Celui que le studio Ghibli sollicita, remercia, signe en définitive une odyssée identitaire peu particulière, un brin répétitive, distrayante et transparente, au style trop limpide, frisant l’anonyme, caractérisé à satiété par des silences figurés (« – … »). Que vaut la version en animation, sortie en simultané l’an dernier ? On le saura sans doute un soir. Que vaut l’écrivain dissimulé derrière le réalisateur-scénariste majeur de La Traversée du temps (2006) puis des Enfants loups, Ame et Yuki (2012) ? Disons qu’il s’en sort mieux que le David Cronenberg de Consumés, et encore, par modestie, par humilité.
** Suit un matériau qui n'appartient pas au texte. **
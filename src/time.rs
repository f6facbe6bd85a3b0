use hifitime::Epoch;
use sgp4::chrono::{Datelike, NaiveDate, NaiveDateTime, Timelike};
use crate::error::{OrbitError, Result};

pub(crate) fn now() -> Result<Epoch> {
    Epoch::now().map_err(|error| OrbitError::Clock(error.to_string()))
}

/// Element set epochs are UTC calendar instants
pub(crate) fn from_element_datetime(datetime: &NaiveDateTime) -> Epoch {
    Epoch::from_gregorian_utc(
        datetime.year(), datetime.month() as u8, datetime.day() as u8, datetime.hour() as u8,
        datetime.minute() as u8, datetime.second() as u8, datetime.nanosecond())
}

pub(crate) fn to_element_datetime(epoch: Epoch) -> Result<NaiveDateTime> {
    let (year, month, day, hour, minute, second, nanos) = epoch.to_gregorian_utc();
    NaiveDate::from_ymd_opt(year, month.into(), day.into())
        .and_then(|date| date.and_hms_nano_opt(hour.into(), minute.into(), second.into(), nanos))
        .ok_or_else(|| OrbitError::Clock(format!("{epoch} has no UTC calendar representation")))
}

///
/// Minutes from an element set epoch to `to`. Counted on the UTC calendar without leap seconds,
/// which is the time scale SGP4 propagates on.
///
pub(crate) fn minutes_since(element_epoch: &NaiveDateTime, to: Epoch) -> Result<f64> {
    let elapsed = to_element_datetime(to)? - *element_epoch;
    elapsed.num_microseconds()
        .map(|micros| micros as f64 / 60e6)
        .ok_or_else(|| OrbitError::Clock(format!("{to} is too far from {element_epoch}")))
}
À défaut de posséder le moindre mystère, cette parabole sur la fraternité, la parentalité, ne déshonore pas Hosoda, se découvre en dispensable curiosité, esquisse placide, aux correspondances à la fois similaires et différenciées, d’un univers vibrant sur petit ou grand écran, à des années-lumière de l’émerveillement adulte provoqué par son diptyque de dessins animés en effet dotés d’une âme, et forte, et faste.